RECORDED DATA>
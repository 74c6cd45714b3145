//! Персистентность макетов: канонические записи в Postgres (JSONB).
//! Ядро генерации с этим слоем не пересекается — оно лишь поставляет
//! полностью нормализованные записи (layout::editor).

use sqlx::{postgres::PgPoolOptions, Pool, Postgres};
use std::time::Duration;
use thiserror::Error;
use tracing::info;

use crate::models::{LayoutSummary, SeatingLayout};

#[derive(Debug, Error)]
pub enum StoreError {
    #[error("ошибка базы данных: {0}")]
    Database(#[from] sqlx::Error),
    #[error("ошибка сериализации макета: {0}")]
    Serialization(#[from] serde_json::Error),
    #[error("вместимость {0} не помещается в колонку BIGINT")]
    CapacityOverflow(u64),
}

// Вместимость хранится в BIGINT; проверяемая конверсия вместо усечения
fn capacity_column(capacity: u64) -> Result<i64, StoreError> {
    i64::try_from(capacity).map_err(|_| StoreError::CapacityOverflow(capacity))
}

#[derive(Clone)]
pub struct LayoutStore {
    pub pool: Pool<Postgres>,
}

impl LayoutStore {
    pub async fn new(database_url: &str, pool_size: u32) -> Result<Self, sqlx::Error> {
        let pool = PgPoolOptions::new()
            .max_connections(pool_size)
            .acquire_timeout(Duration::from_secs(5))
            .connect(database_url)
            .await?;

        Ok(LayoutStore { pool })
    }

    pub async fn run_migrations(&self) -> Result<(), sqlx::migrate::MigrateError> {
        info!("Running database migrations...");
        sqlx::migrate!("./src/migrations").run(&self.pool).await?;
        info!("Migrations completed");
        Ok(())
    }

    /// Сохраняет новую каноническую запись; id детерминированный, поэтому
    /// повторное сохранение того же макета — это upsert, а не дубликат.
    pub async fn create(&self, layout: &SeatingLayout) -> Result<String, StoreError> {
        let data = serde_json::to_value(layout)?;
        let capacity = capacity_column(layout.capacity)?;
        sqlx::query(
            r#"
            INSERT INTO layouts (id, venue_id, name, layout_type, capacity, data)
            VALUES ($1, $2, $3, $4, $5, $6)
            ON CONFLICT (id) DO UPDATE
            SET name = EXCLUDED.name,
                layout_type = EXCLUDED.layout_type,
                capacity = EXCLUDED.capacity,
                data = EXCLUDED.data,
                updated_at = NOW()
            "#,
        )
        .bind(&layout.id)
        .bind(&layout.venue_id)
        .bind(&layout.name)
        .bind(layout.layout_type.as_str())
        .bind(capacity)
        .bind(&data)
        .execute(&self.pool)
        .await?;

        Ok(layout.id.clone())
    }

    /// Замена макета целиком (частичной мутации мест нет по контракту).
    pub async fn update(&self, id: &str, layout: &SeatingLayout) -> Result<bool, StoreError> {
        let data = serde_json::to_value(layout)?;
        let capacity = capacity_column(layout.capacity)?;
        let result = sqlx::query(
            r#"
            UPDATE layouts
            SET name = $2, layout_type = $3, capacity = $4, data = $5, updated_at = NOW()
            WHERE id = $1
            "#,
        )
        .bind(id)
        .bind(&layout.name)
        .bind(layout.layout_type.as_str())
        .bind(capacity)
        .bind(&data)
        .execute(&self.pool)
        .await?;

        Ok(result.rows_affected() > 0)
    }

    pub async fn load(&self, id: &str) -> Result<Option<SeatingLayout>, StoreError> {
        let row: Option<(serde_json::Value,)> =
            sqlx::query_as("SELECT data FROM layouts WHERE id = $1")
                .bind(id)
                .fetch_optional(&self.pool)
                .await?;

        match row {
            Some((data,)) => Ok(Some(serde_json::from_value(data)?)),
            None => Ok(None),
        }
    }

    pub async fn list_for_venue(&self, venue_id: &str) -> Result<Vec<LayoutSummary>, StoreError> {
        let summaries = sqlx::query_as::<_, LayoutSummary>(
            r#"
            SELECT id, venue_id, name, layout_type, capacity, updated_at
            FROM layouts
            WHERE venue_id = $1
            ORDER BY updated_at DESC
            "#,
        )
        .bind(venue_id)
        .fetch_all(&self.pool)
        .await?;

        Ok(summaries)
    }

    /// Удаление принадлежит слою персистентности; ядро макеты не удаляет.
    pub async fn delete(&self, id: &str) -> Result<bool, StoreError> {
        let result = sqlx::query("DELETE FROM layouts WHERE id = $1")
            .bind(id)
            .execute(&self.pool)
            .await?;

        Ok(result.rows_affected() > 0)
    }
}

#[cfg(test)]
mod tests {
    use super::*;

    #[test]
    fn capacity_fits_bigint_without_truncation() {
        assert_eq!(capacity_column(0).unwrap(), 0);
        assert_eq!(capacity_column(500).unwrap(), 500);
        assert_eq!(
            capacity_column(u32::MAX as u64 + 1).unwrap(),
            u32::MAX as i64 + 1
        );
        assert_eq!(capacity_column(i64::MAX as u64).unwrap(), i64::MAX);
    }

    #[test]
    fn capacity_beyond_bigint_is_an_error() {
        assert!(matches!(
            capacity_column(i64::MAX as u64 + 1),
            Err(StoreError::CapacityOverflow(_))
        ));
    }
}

TASK OBJECTIVE>
Determine how many lines of the data include the word "name". Reply with the count and no other text.

RESULT>
6